Tolerance and Effectiveness of Oral Direct Acting Antivirals in Treatment of HCV Egyptian patients with Decompensated Liver Cirrhosis

Abstract

Background: Medical treatment of decompensated cirrhosis due to hepatitis C virus (HCV) remains a clinical challenge even in the era of direct-acting antiviral drugs (DAAs). We evaluated the efficacy and safety of DAAs in the management of HCV-related decompensated cirrhosis. Objective: The current study aimed to evaluate the efficacy and safety of DAAs in managing HCV patients with decompensated cirrhosis and the impact of achieving sustained virological response on improving the quality of life, short term survival and if viral eradication would step down CTP score.
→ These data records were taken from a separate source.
//! Deterministic stand-ins for fonts and geocoders, used by unit tests.

use anyhow::Result;
use image::codecs::jpeg::JpegEncoder;
use image::{DynamicImage, ImageFormat, Rgba, RgbaImage};
use imageproc::drawing::draw_filled_rect_mut;
use imageproc::rect::Rect;
use std::io::Cursor;

use crate::geocode::{Address, PlaceResolver};
use crate::overlay::{FontMetrics, StyleTier, TextRenderer};

/// Every glyph is a solid box half the point size wide and the point size tall.
pub struct BlockFont;

impl FontMetrics for BlockFont {
    fn measure(&self, text: &str, tier: StyleTier) -> u32 {
        text.chars().count() as u32 * (tier.point_size() as u32 / 2)
    }
}

impl TextRenderer for BlockFont {
    fn draw(
        &self,
        canvas: &mut RgbaImage,
        text: &str,
        tier: StyleTier,
        x: i32,
        y: i32,
        color: Rgba<u8>,
    ) {
        let width = self.measure(text, tier);
        if width == 0 {
            return;
        }
        let rect = Rect::at(x, y).of_size(width, tier.point_size() as u32);
        draw_filled_rect_mut(canvas, rect, color);
    }
}

/// Always answers with the same address.
pub struct FixedResolver(pub Address);

#[async_trait::async_trait]
impl PlaceResolver for FixedResolver {
    fn name(&self) -> &str {
        "Fixed"
    }

    async fn lookup(&self, _latitude: f64, _longitude: f64) -> Result<Address> {
        Ok(self.0.clone())
    }
}

/// Always fails, like an unreachable service.
pub struct FailingResolver;

#[async_trait::async_trait]
impl PlaceResolver for FailingResolver {
    fn name(&self) -> &str {
        "Failing"
    }

    async fn lookup(&self, _latitude: f64, _longitude: f64) -> Result<Address> {
        anyhow::bail!("service unavailable")
    }
}

/// A gradient image so rotations and overlays are visible in pixel data.
pub fn gradient(width: u32, height: u32) -> DynamicImage {
    let img = RgbaImage::from_fn(width, height, |x, y| {
        Rgba([(x % 256) as u8, (y % 256) as u8, 64, 255])
    });
    DynamicImage::ImageRgba8(img)
}

/// PNG-encoded gradient, carrying no metadata.
pub fn png_bytes(width: u32, height: u32) -> Vec<u8> {
    let mut buf = Cursor::new(Vec::new());
    gradient(width, height)
        .write_to(&mut buf, ImageFormat::Png)
        .unwrap();
    buf.into_inner()
}

/// JPEG-encoded gradient, carrying no metadata.
pub fn jpeg_bytes(width: u32, height: u32) -> Vec<u8> {
    let mut buf = Vec::new();
    JpegEncoder::new_with_quality(&mut buf, 90)
        .encode_image(&gradient(width, height).to_rgb8())
        .unwrap();
    buf
}

/// One little-endian TIFF directory entry.
pub struct TiffEntry {
    pub tag: u16,
    pub kind: u16,
    pub count: u32,
    pub data: Vec<u8>,
}

impl TiffEntry {
    pub fn byte(tag: u16, value: u8) -> Self {
        Self {
            tag,
            kind: 1,
            count: 1,
            data: vec![value],
        }
    }

    pub fn ascii(tag: u16, text: &str) -> Self {
        let mut data = text.as_bytes().to_vec();
        data.push(0);
        Self {
            tag,
            kind: 2,
            count: data.len() as u32,
            data,
        }
    }

    pub fn short(tag: u16, value: u16) -> Self {
        Self {
            tag,
            kind: 3,
            count: 1,
            data: value.to_le_bytes().to_vec(),
        }
    }

    pub fn long(tag: u16, value: u32) -> Self {
        Self {
            tag,
            kind: 4,
            count: 1,
            data: value.to_le_bytes().to_vec(),
        }
    }

    pub fn rationals(tag: u16, values: &[(u32, u32)]) -> Self {
        let data: Vec<u8> = values
            .iter()
            .flat_map(|(n, d)| n.to_le_bytes().into_iter().chain(d.to_le_bytes()))
            .collect();
        Self {
            tag,
            kind: 5,
            count: values.len() as u32,
            data,
        }
    }
}

/// Size of a directory plus the out-of-line values that follow it.
fn ifd_size(entries: &[TiffEntry]) -> u32 {
    let spill: usize = entries
        .iter()
        .filter(|e| e.data.len() > 4)
        .map(|e| e.data.len() + e.data.len() % 2)
        .sum();
    (2 + 12 * entries.len() + 4 + spill) as u32
}

/// Serialise a directory that starts at `offset` within the TIFF block.
fn write_ifd(out: &mut Vec<u8>, entries: &[TiffEntry], offset: u32) {
    let mut spill = Vec::new();
    let spill_start = offset + (2 + 12 * entries.len() + 4) as u32;

    out.extend((entries.len() as u16).to_le_bytes());
    for entry in entries {
        out.extend(entry.tag.to_le_bytes());
        out.extend(entry.kind.to_le_bytes());
        out.extend(entry.count.to_le_bytes());
        if entry.data.len() <= 4 {
            let mut inline = entry.data.clone();
            inline.resize(4, 0);
            out.extend(inline);
        } else {
            out.extend((spill_start + spill.len() as u32).to_le_bytes());
            spill.extend(&entry.data);
            if spill.len() % 2 == 1 {
                spill.push(0);
            }
        }
    }
    out.extend(0u32.to_le_bytes());
    out.extend(spill);
}

/// Little-endian TIFF block with IFD0 and optional Exif and GPS directories.
/// Entries must be given in ascending tag order.
pub fn tiff_block(mut ifd0: Vec<TiffEntry>, exif: Vec<TiffEntry>, gps: Vec<TiffEntry>) -> Vec<u8> {
    // Pointer values are patched below once the directory sizes are known.
    if !exif.is_empty() {
        ifd0.push(TiffEntry::long(0x8769, 0));
    }
    if !gps.is_empty() {
        ifd0.push(TiffEntry::long(0x8825, 0));
    }

    let ifd0_offset = 8;
    let exif_offset = ifd0_offset + ifd_size(&ifd0);
    let gps_offset = exif_offset + if exif.is_empty() { 0 } else { ifd_size(&exif) };
    for entry in &mut ifd0 {
        match entry.tag {
            0x8769 => entry.data = exif_offset.to_le_bytes().to_vec(),
            0x8825 => entry.data = gps_offset.to_le_bytes().to_vec(),
            _ => {}
        }
    }

    let mut out = b"II".to_vec();
    out.extend(42u16.to_le_bytes());
    out.extend(ifd0_offset.to_le_bytes());
    write_ifd(&mut out, &ifd0, ifd0_offset);
    if !exif.is_empty() {
        write_ifd(&mut out, &exif, exif_offset);
    }
    if !gps.is_empty() {
        write_ifd(&mut out, &gps, gps_offset);
    }
    out
}

/// A small JPEG with an APP1 Exif segment built from the given directories.
pub fn jpeg_with_exif(
    ifd0: Vec<TiffEntry>,
    exif: Vec<TiffEntry>,
    gps: Vec<TiffEntry>,
) -> Vec<u8> {
    let tiff = tiff_block(ifd0, exif, gps);
    let mut app1 = vec![0xFF, 0xE1];
    app1.extend(((2 + 6 + tiff.len()) as u16).to_be_bytes());
    app1.extend(b"Exif\0\0");
    app1.extend(tiff);

    let jpeg = jpeg_bytes(16, 12);
    let mut out = jpeg[..2].to_vec();
    out.extend(app1);
    out.extend(&jpeg[2..]);
    out
}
Patients and Methods: The study included a treatment group I (n = 25) composed of HCV patients with decompensated cirrhosis Child B and group II (n = 22) with decompensated cirrhosis Child C. both groups received DAAs (sofosbuvir 400 mg, daclatasvir 60 mg) plus ribavirin as tolerated for 3 months and follow-up was done for 6 months. Results: In both treated groups, there were improvements in platelet count, albumin, Child-Torcout-Pugh (CTP) (p = 0.001) and a significant reduction in the frequency of hepatic encephalopathy (HE). Also, there was improvement in quality of life of both treated groups. Conclusion: Treatment of HCV with decompensated cirrhosis with DAAS had improved CTP score, quality of life and survival.